Looking to the back-half of this year, we will begin to lap the full commercial operations of this complex. But the JV remains on track to deliver its 200 million equity earnings improvement this year. Switching to our US Gulf Coast investments, our new Texas-9 ethylene facility and our ELITE, NORDEL, and low density facilities are all running well and contributing to the bottom-line.

Both our Polyurethanes & Chlor-Alkali Vinyl business and our Industrial Solutions businesses delivered double-digit sales growth, with gains in all geographies. Demand growth was particularly strong in Asia Pacific, due to the contributions from new capacity at Sadara. Customer wins in our Polyurethanes systems house applications also drove our growth.

John Roberts

Thank you. Is Sadara still planning an IPO and is it too early for Sadara to start thinking about expansions, now that they’re at full commercial operation.

Jim Collins

Hi, John. This is Jim. Sadara doesn’t have any plans right now for an IPO. It has the optionality, obviously to do an IPO in the future. We’ve always retained that, but with all the other things that are going on in Kingdom, especially with our partner Aramco, Saudi Aramco, we haven’t had a plan to do anything with an IPO right now.

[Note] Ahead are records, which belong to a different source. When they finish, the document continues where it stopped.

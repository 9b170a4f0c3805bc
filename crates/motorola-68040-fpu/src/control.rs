//! FMOVE FPn,<ea> and FMOVE to/from FPCR, FPSR and FPIAR.

use crate::addressing::{Access, Size};
use crate::bus::FpuBus;
use crate::cpu::Cpu68040;
use crate::decode::ControlReg;
use crate::error::FpuError;
use crate::format::DataFormat;

impl Cpu68040 {
    /// Convert FPn to `format` and store it. Condition codes are unchanged.
    pub(crate) fn exec_fmove_to_memory<B: FpuBus>(
        &mut self,
        bus: &mut B,
        src: usize,
        format: DataFormat,
    ) -> Result<(), FpuError> {
        let raw = format.store(self.fpu.fp[src].to_f64());
        self.write_ea(bus, self.ea_field(), format.size(), raw)?;
        self.use_cycles(self.costs().fmove_to_memory);
        Ok(())
    }

    pub(crate) fn exec_fmove_control<B: FpuBus>(
        &mut self,
        bus: &mut B,
        access: Access,
        reg: ControlReg,
    ) -> Result<(), FpuError> {
        let ea = self.ea_field();
        match access {
            Access::Write => {
                let value = self.control_reg(reg);
                self.write_ea(bus, ea, Size::Long, u64::from(value))?;
            }
            Access::Read => {
                let value = self.read_ea(bus, ea, Size::Long)? as u32;
                *self.control_reg_mut(reg) = value;
            }
        }
        self.use_cycles(self.costs().fmove_control);
        Ok(())
    }

    const fn control_reg(&self, reg: ControlReg) -> u32 {
        match reg {
            ControlReg::Fpiar => self.fpu.fpiar,
            ControlReg::Fpsr => self.fpu.fpsr,
            ControlReg::Fpcr => self.fpu.fpcr,
        }
    }

    fn control_reg_mut(&mut self, reg: ControlReg) -> &mut u32 {
        match reg {
            ControlReg::Fpiar => &mut self.fpu.fpiar,
            ControlReg::Fpsr => &mut self.fpu.fpsr,
            ControlReg::Fpcr => &mut self.fpu.fpcr,
        }
    }
}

And then as far as expansions go, obviously, we’ll take a look at that. Our first order of business is to get our lenders’ reliability test done at the end of this year and once we get through that lenders reliability test and pass that hurdle, I think the teams will take a look at do we have the feedstocks we need, do we have the other things we need to look at potential expansions. We’re working on the Value Park right now. Sadara is building an yield pipeline to the Value Park. We have customers coming in to build next to that and so we’re looking at building on neighboring plants to actually take some of the offtake of Sadara and build up capability in the Kingdom. They may not be DowDuPont investments, but they may be third-party investments.

Kevin McCarthy

Jim, maybe a two-part question for you, Jim Fitterling. First, would you comment on the level of planned and unplanned outages related to Freeport and the MDI force majeure for example that you expect in the third quarter versus the second quarter? And then secondly, wanted to ask about ethane feedstock, we’ve seen some upward volatility there, how much of that is transitory versus more durable in your view? And has it changed your feedstock mix in any appreciable way.

Jim Fitterling

Yeah. So — and we announced an outage on the Freeport MDI unit and that’s scheduled to run from August to the first half of September. It’s really a mechanical change that we need to make and there are some clean out of some parts of the plant, requires us to open it up and go in and then close it up. So that’s a time consuming one. As far as planned outages around the Gulf Coast, really, they’re small — there’s nothing coming in terms of any crack or outages. We’ve got the St. Charles de-bottleneck and when we do that, we need to take the plant down to actually put that expansion in place. So it’ll be out for a little bit, but other than that, maybe a few days here and there on plastics plant in the fourth quarter, nothing to speak of.

In terms of how the feedstock prices are moving, obviously, you’ve got new capacity coming on right now. Exxon’s up. So you’ve got a big pull on ethane. There’s still quite a bit of ethane in rejection. I think 275, down from 450 the last time we talked about it, but I think you’re going to see ethane kind of rebound here, propane has been running a little bit high. Right now, we’re heavy light, we’re cracking as light as we can and we’re cracking as much ethane as we can and I think we’re going to be in that situation for the foreseeable future.